Clearly, You See Me: A Parent Realizes Her Influence
It was a typical day ending with our nightly bedtime story. My then 4-year-old proudly announced, “Mommy, I can read.” Impressed, I handed her the book of nursey rhymes. She held the book with both hands, enthusiastically looking at the picture. She straightened her shoulders and began, “Eh hem hem hem hem hem! Mary had a little lamb.” I looked incredulously at my beautiful child. What awful sound was that? It sounded like an overused lawnmower choking back to life after a long winter’s break. “Malia,” I asked, “what was that noise you made before you started reading?” Her eyes met mine, confused, “That’s how you read a book, Mommy. You start with ‘eh hem hem hem hem hem!'”
I was astounded! I do? Then it occurred to me, something I had never noticed about myself: I clear my throat before reading, placing a phone call, or speaking in front of a group. She was imitating me thinking it was a natural process of reading out loud, when in fact it was just a bad habit I had unknowingly developed. I had no idea she was taking inventory of everything I do — the good, the bad, and the ugly!

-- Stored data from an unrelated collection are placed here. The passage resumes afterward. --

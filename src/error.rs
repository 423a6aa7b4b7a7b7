// src/error.rs

use thiserror::Error;

/// Structural violations in pages, parts or merged files.
///
/// These abort the whole run: unlike a missing input or an existing output,
/// they mean the data on disk does not have the shape the pipeline relies on.
#[derive(Debug, Error, PartialEq, Eq)]
pub enum FormatError {
    #[error("empty file")]
    Empty,

    #[error("header does not start with {expected:?}: {found:?}")]
    MissingDateHeader { expected: &'static str, found: String },

    #[error("header has no period columns")]
    NoPeriods,

    #[error("invalid period label {0:?} (expected YYYY/MM)")]
    BadPeriod(String),

    #[error("periods not strictly increasing: {prev} then {next}")]
    NonIncreasingPeriods { prev: String, next: String },

    #[error("row {row} has {found} fields, header has {expected}")]
    FieldCountMismatch {
        row: usize,
        expected: usize,
        found: usize,
    },

    #[error("part has {found} rows, first part has {expected}")]
    RowCountMismatch { expected: usize, found: usize },

    #[error("row {row}: label {label:?} does not match accumulated label {accumulated:?}")]
    LabelMismatch {
        row: usize,
        label: String,
        accumulated: String,
    },

    #[error("row {row} has no delimiter")]
    MissingDelimiter { row: usize },

    #[error("row {row} does not end with the terminal suffix {suffix:?}")]
    MissingSuffix { row: usize, suffix: String },

    #[error("part {0} follows a terminal part")]
    PartAfterTerminal(String),

    #[error("page-start options are not a contiguous 0-based sequence: {0:?}")]
    NonContiguousOptions(Vec<u32>),

    #[error("page-start selector has no period options")]
    NoOptions,
}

That idea spilled into another, more terrifying one: If she had adopted something as insignificant as throat clearing, what else did I do that she was sewing into the very fabric of her being? Now everything was suspect. Did I speak kindly to others? Did I use “colorful” language? Did she notice that I stuffed the socks in the drawer rather than nicely stacking them to fit? Did she see me sneak that Hershey’s milk chocolate bar BEFORE dinner?

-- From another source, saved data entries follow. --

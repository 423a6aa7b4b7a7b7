//! Quarterly financial statements, scraped page by page and turned into
//! dense monthly series per ticker.
//!
//! Stages run in order over a ticker list: [`fetch`] → [`extract`] →
//! [`merge`] → [`prep`] → [`join`]. Each stage reads the previous stage's
//! directory and leaves existing outputs alone unless asked to overwrite.

pub mod config;
pub mod error;
pub mod extract;
pub mod fetch;
pub mod join;
pub mod logging;
pub mod merge;
pub mod output;
pub mod period;
pub mod prep;
pub mod table;
pub mod tickers;
pub mod validate;

pub use error::FormatError;
// src/config.rs

use anyhow::{anyhow, Result};
use chrono_tz::Tz;
use std::time::Duration;

pub const DEFAULT_TIMEZONE: &str = "US/Pacific";
pub const DEFAULT_SOURCE_URL: &str = "http://ih.advfn.com/p.php";
pub const DEFAULT_TIMEOUT_SECS: u64 = 60;

/// Startup configuration shared by every stage.
///
/// Built once from the command line and passed down explicitly; nothing in
/// the pipeline reads process-global settings.
#[derive(Clone, Debug)]
pub struct Settings {
    /// Zone log timestamps are rendered in.
    pub timezone: Tz,
    /// Replace outputs that already exist.
    pub overwrite: bool,
    pub verbose: bool,
}

impl Settings {
    pub fn new(timezone: &str, overwrite: bool, verbose: bool) -> Result<Self> {
        let timezone = timezone
            .parse::<Tz>()
            .map_err(|e| anyhow!("unknown timezone {:?}: {}", timezone, e))?;
        Ok(Self {
            timezone,
            overwrite,
            verbose,
        })
    }
}

impl Default for Settings {
    fn default() -> Self {
        Self {
            timezone: chrono_tz::US::Pacific,
            overwrite: false,
            verbose: false,
        }
    }
}

/// Where and how the fetcher requests pages.
#[derive(Clone, Debug)]
pub struct SourceConfig {
    pub base_url: String,
    pub timeout: Duration,
    pub user_agent: String,
}

impl Default for SourceConfig {
    fn default() -> Self {
        Self {
            base_url: DEFAULT_SOURCE_URL.to_string(),
            timeout: Duration::from_secs(DEFAULT_TIMEOUT_SECS),
            user_agent: format!("finscraper/{}", env!("CARGO_PKG_VERSION")),
        }
    }
}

The reality of my responsibility sprung to life as deliberately as that old lawnmower. Not only was I going to stop the loud and inelegant habit of barbaric throat clearing, but I was also going to take a candid look at myself and try to make healthy, informed choices that would by osmosis model and shape the young life I was responsible for.

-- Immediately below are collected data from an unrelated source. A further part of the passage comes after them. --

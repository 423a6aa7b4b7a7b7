// src/fetch/source.rs

use crate::config::SourceConfig;
use anyhow::{Context, Result};
use reqwest::blocking::Client;
use tracing::debug;
use url::Url;

/// Something that can produce the body of one statement page.
pub trait PageSource {
    fn fetch_page(&self, ticker: &str, start: u32) -> Result<Vec<u8>>;
}

/// Quarterly-report pages over HTTP.
pub struct HttpSource {
    client: Client,
    base: Url,
}

impl HttpSource {
    pub fn new(config: &SourceConfig) -> Result<Self> {
        let base = Url::parse(&config.base_url)
            .with_context(|| format!("parsing source URL {}", config.base_url))?;
        let client = Client::builder()
            .user_agent(config.user_agent.clone())
            .timeout(config.timeout)
            .build()
            .context("building HTTP client")?;
        Ok(Self { client, base })
    }

    pub fn page_url(&self, ticker: &str, start: u32) -> Url {
        let mut url = self.base.clone();
        url.query_pairs_mut()
            .append_pair("pid", "financials")
            .append_pair("mode", "quarterly_reports")
            .append_pair("symbol", ticker)
            .append_pair("istart_date", &start.to_string());
        url
    }
}

impl PageSource for HttpSource {
    fn fetch_page(&self, ticker: &str, start: u32) -> Result<Vec<u8>> {
        let url = self.page_url(ticker, start);
        debug!(%url, "GET");
        let bytes = self
            .client
            .get(url.clone())
            .send()
            .with_context(|| format!("GET {} failed", url))?
            .error_for_status()
            .with_context(|| format!("Non-success status {}", url))?
            .bytes()
            .with_context(|| format!("Reading body from {}", url))?;
        Ok(bytes.to_vec())
    }
}
// src/tickers.rs

use crate::output::write_atomic;
use anyhow::{Context, Result};
use std::{collections::BTreeSet, fs, path::Path};
use tracing::info;

/// Tickers are listed one per line; blank lines are ignored.
pub fn parse(contents: &str) -> Vec<String> {
    contents
        .lines()
        .map(str::trim)
        .filter(|l| !l.is_empty())
        .map(str::to_string)
        .collect()
}

pub fn load(path: &Path) -> Result<Vec<String>> {
    let contents =
        fs::read_to_string(path).with_context(|| format!("reading ticker file {:?}", path))?;
    Ok(parse(&contents))
}

/// Load a ticker set; an absent file is an empty set.
pub fn load_set(path: Option<&Path>) -> Result<BTreeSet<String>> {
    match path {
        Some(p) if p.is_file() => Ok(load(p)?.into_iter().collect()),
        _ => Ok(BTreeSet::new()),
    }
}

/// Write a sorted ticker list, one per line.
pub fn write(path: &Path, tickers: &BTreeSet<String>) -> Result<()> {
    let mut contents = String::new();
    for t in tickers {
        contents.push_str(t);
        contents.push('\n');
    }
    write_atomic(path, contents.as_bytes())
}

/// Run `f` over every ticker in order, logging `i/n: TICKER` progress.
/// The first error aborts the remaining tickers.
pub fn each<F>(tickers: &[String], mut f: F) -> Result<()>
where
    F: FnMut(&str) -> Result<()>,
{
    info!("processing {} tickers", tickers.len());
    for (i, ticker) in tickers.iter().enumerate() {
        info!("{}/{}: {}", i + 1, tickers.len(), ticker);
        f(ticker).with_context(|| format!("ticker {}", ticker))?;
    }
    Ok(())
}

#[cfg(test)]
mod tests {
    use super::*;
    use tempfile::tempdir;

    #[test]
    fn test_parse_skips_blanks() {
        assert_eq!(parse("AAPL\n\n MSFT \r\nIBM"), vec!["AAPL", "MSFT", "IBM"]);
    }

    #[test]
    fn test_set_round_trip() -> Result<()> {
        let tmp = tempdir()?;
        let path = tmp.path().join("bad.txt");
        assert!(load_set(Some(&path))?.is_empty());
        let set: BTreeSet<String> = ["ZZ", "AA"].iter().map(|s| s.to_string()).collect();
        write(&path, &set)?;
        assert_eq!(fs::read_to_string(&path)?, "AA\nZZ\n");
        assert_eq!(load_set(Some(&path))?, set);
        Ok(())
    }

    #[test]
    fn test_each_stops_at_first_error() {
        let tickers = parse("A\nB\nC");
        let mut seen = Vec::new();
        let res = each(&tickers, |t| {
            seen.push(t.to_string());
            if t == "B" {
                anyhow::bail!("boom");
            }
            Ok(())
        });
        assert!(res.is_err());
        assert_eq!(seen, vec!["A", "B"]);
    }
}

If nothing else, this throat clearing lesson opened my eyes to the little eyes upon me — even when I was not looking. After a careful inventory, I chose to speak with kinder words (even to myself), eat at the table rather than the couch, and listen with my full attention focused. I wanted to offer her the best of me so that she could gather the best habits and mannerisms for herself.
Now that I was fully aware of who was watching me and drinking in my little nuances, I tried to display behaviors that provided nourishment rather than ones unintentionally laced with toxins. And now, many years later, I can see that my little sponge soaked in quite a few lovely habits and absorbed a couple that I overlooked. I can say that I did my best. As for her little habit of leaving her shoes in front of the shoe rack rather than on it, that came from her father, I swear!
Wendy Miller is the program director for West Virginia Birth to Three RAU One, a program of Catholic Charities West Virginia. She has one daughter.